### Your assignment
Restate the whole of the data verbatim, omitting nothing.
--------
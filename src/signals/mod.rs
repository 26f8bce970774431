//! Package-signal extraction: static tables plus the recognizer registry.

pub mod extract;
pub mod tables;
--------
### Response to this exercise
filename src/signals/mod.rs
repository 26f8bce970774431
//! Package-signal extraction: static tables plus the recognizer registry.

pub mod extract;
pub mod tables;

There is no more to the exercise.